问题
In C,
unsigned int size = 1024*1024*1024*2;
which results a warning "integer overflow in expression..." While
unsigned int size = 2147483648;
results no warning?
Is the right value of the first expression is default as int? Where does it mention in C99 spec?
回答1:
When using a decimal constant without any suffixes the type of the decimal constant is the first that can be represented, in order (the current C standard, 6.4.4 Constants p5):
- int
- long int
- long long int
The type of the first expression is int, since every constant with the value 1024 and 2 can be represented as int. The computation of those constants will be done in type int, and the result will overflow.

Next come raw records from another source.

//! Wallet Monitor
//!
//! One polling worker per tracked wallet. Each cycle pulls the most recent
//! signatures, skips anything already in the dedup cache, fetches and
//! classifies the rest, and publishes matches to the dispatcher. Source
//! errors back the worker off without killing it; stopping the monitor
//! aborts the workers and abandons in-flight fetches. Cache and engine
//! state live outside the monitor and survive a stop/start cycle.

use std::collections::{HashMap, HashSet};
use std::sync::Arc;
use std::time::Duration;

use tokio::sync::{Mutex, RwLock};
use tokio::task::JoinHandle;
use tracing::{debug, info, warn};

use super::classifier::classify;
use super::dispatcher::EventDispatcher;
use crate::domain::dedup::SignatureCache;
use crate::domain::event::{EventKind, PipelineEvent};
use crate::domain::stats::TrackerStats;
use crate::ports::transaction_source::{SourceError, TransactionSource};

/// Default number of recent signatures requested per cycle
pub const DEFAULT_SIGNATURE_LIMIT: usize = 20;

#[derive(Debug, Clone)]
pub struct MonitorConfig {
    /// Pause between poll cycles
    pub poll_interval: Duration,
    /// Longer pause after a source error
    pub error_backoff: Duration,
    /// Signatures requested per cycle
    pub signature_limit: usize,
}

impl Default for MonitorConfig {
    fn default() -> Self {
        Self {
            poll_interval: Duration::from_millis(400),
            error_backoff: Duration::from_secs(3),
            signature_limit: DEFAULT_SIGNATURE_LIMIT,
        }
    }
}

pub struct WalletMonitor {
    source: Arc<dyn TransactionSource>,
    dedup: Arc<SignatureCache>,
    dispatcher: Arc<EventDispatcher>,
    stats: Arc<TrackerStats>,
    config: MonitorConfig,
    tracked: Mutex<HashSet<String>>,
    workers: Mutex<HashMap<String, JoinHandle<()>>>,
    running: Arc<RwLock<bool>>,
}

impl WalletMonitor {
    pub fn new(
        source: Arc<dyn TransactionSource>,
        dedup: Arc<SignatureCache>,
        dispatcher: Arc<EventDispatcher>,
        stats: Arc<TrackerStats>,
        config: MonitorConfig,
        wallets: impl IntoIterator<Item = String>,
    ) -> Self {
        Self {
            source,
            dedup,
            dispatcher,
            stats,
            config,
            tracked: Mutex::new(wallets.into_iter().collect()),
            workers: Mutex::new(HashMap::new()),
            running: Arc::new(RwLock::new(false)),
        }
    }

    pub async fn is_running(&self) -> bool {
        *self.running.read().await
    }

    pub async fn tracked_wallets(&self) -> Vec<String> {
        self.tracked.lock().await.iter().cloned().collect()
    }

    /// Start one worker per tracked wallet. No-op when already running.
    pub async fn start(&self) {
        if *self.running.read().await {
            warn!("wallet monitor already running");
            return;
        }
        *self.running.write().await = true;

        let wallets = self.tracked_wallets().await;
        if wallets.is_empty() {
            info!("no wallets configured for tracking");
            return;
        }

        info!(count = wallets.len(), "starting wallet monitor");
        for wallet in wallets {
            self.spawn_worker(wallet).await;
        }
    }

    /// Track an additional wallet. When the monitor is running the new
    /// worker starts immediately without disturbing existing workers.
    pub async fn add_wallet(&self, address: &str) {
        let inserted = self.tracked.lock().await.insert(address.to_string());
        if !inserted {
            return;
        }
        info!(wallet = short(address), "added tracked wallet");
        if *self.running.read().await {
            self.spawn_worker(address.to_string()).await;
        }
    }

    /// Stop all workers. In-flight fetches are abandoned; dedup cache and
    /// downstream state are untouched.
    pub async fn stop(&self) {
        *self.running.write().await = false;
        let mut workers = self.workers.lock().await;
        for (wallet, handle) in workers.drain() {
            handle.abort();
            debug!(wallet = short(&wallet), "worker stopped");
        }
        info!("wallet monitor stopped");
    }

    async fn spawn_worker(&self, wallet: String) {
        let mut workers = self.workers.lock().await;
        if workers.contains_key(&wallet) {
            return;
        }

        let source = Arc::clone(&self.source);
        let dedup = Arc::clone(&self.dedup);
        let dispatcher = Arc::clone(&self.dispatcher);
        let stats = Arc::clone(&self.stats);
        let running = Arc::clone(&self.running);
        let config = self.config.clone();
        let worker_wallet = wallet.clone();

        let handle = tokio::spawn(async move {
            run_worker(
                source,
                dedup,
                dispatcher,
                stats,
                running,
                config,
                worker_wallet,
            )
            .await;
        });
        workers.insert(wallet, handle);
    }
}

/// Per-wallet polling loop: poll, sleep, repeat; back off on source errors.
async fn run_worker(
    source: Arc<dyn TransactionSource>,
    dedup: Arc<SignatureCache>,
    dispatcher: Arc<EventDispatcher>,
    stats: Arc<TrackerStats>,
    running: Arc<RwLock<bool>>,
    config: MonitorConfig,
    wallet: String,
) {
    debug!(wallet = short(&wallet), "worker started");
    while *running.read().await {
        let pause = match poll_wallet_once(
            source.as_ref(),
            &dedup,
            &dispatcher,
            &stats,
            &wallet,
            config.signature_limit,
        )
        .await
        {
            Ok(_) => config.poll_interval,
            Err(e) => {
                warn!(wallet = short(&wallet), error = %e, "poll failed, backing off");
                stats.record_error();
                config.error_backoff
            }
        };
        tokio::time::sleep(pause).await;
    }
    debug!(wallet = short(&wallet), "worker exiting");
}

/// One poll cycle for one wallet. Returns the number of events published.
///
/// Signatures are processed in the order the source returned them. A fetched
/// signature is claimed in the dedup cache whether or not it classified; a
/// transient fetch error leaves it unclaimed so the next cycle retries it.
/// The claim happens after the fetch in a single check-and-mark, so a
/// signature shared by two wallets is published by exactly one worker even
/// when their fetches overlap.
pub async fn poll_wallet_once(
    source: &dyn TransactionSource,
    dedup: &SignatureCache,
    dispatcher: &EventDispatcher,
    stats: &TrackerStats,
    wallet: &str,
    limit: usize,
) -> Result<usize, SourceError> {
    let signatures = source.recent_signatures(wallet, limit).await?;
    let mut published = 0;

    for info in signatures {
        if dedup.seen(&info.signature) {
            continue;
        }

        let tx = source.fetch_transaction(&info.signature).await?;
        // Another worker may have claimed the signature during the fetch
        if !dedup.mark_if_unseen(&info.signature) {
            continue;
        }

        let Some(tx) = tx else {
            debug!(signature = short(&info.signature), "no transaction record");
            continue;
        };

        let Some(event) = classify(&tx, wallet) else {
            continue;
        };

        match event.kind {
            EventKind::Buy => {
                stats.record_buy();
                info!(
                    wallet = short(wallet),
                    token = short(&event.token_address),
                    sol = event.amount_sol(),
                    venue = %event.venue,
                    "BUY detected"
                );
            }
            EventKind::Sell => {
                stats.record_sell();
                info!(
                    wallet = short(wallet),
                    token = short(&event.token_address),
                    sol = event.amount_sol(),
                    venue = %event.venue,
                    "SELL detected"
                );
            }
            EventKind::Create => {
                stats.record_create();
                info!(
                    wallet = short(wallet),
                    token = short(&event.token_address),
                    venue = %event.venue,
                    "CREATE detected"
                );
            }
        }

        dispatcher.publish(&PipelineEvent::Detected(event)).await;
        published += 1;
    }

    Ok(published)
}

/// Abbreviate an address for log lines
fn short(address: &str) -> &str {
    address.get(..8).unwrap_or(address)
}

Assuming INT_MAX equals 2147483647 and LONG_MAX is greater than 2147483647, the type of the second expression is long int, since this value cannot be represented as int, but can be as long int. If INT_MAX equals LONG_MAX equals 2147483647, then the type is long long int.
回答2:
unsigned int size = 1024*1024*1024*2;
This expression 1024*1024*1024*2 (in the expression 1024 and 2 are of type signed int) produces result that is of type signed int and this value is too big for signed int . Therefore, you get the warning.
After that signed multiplication it is assigned to unsigned int .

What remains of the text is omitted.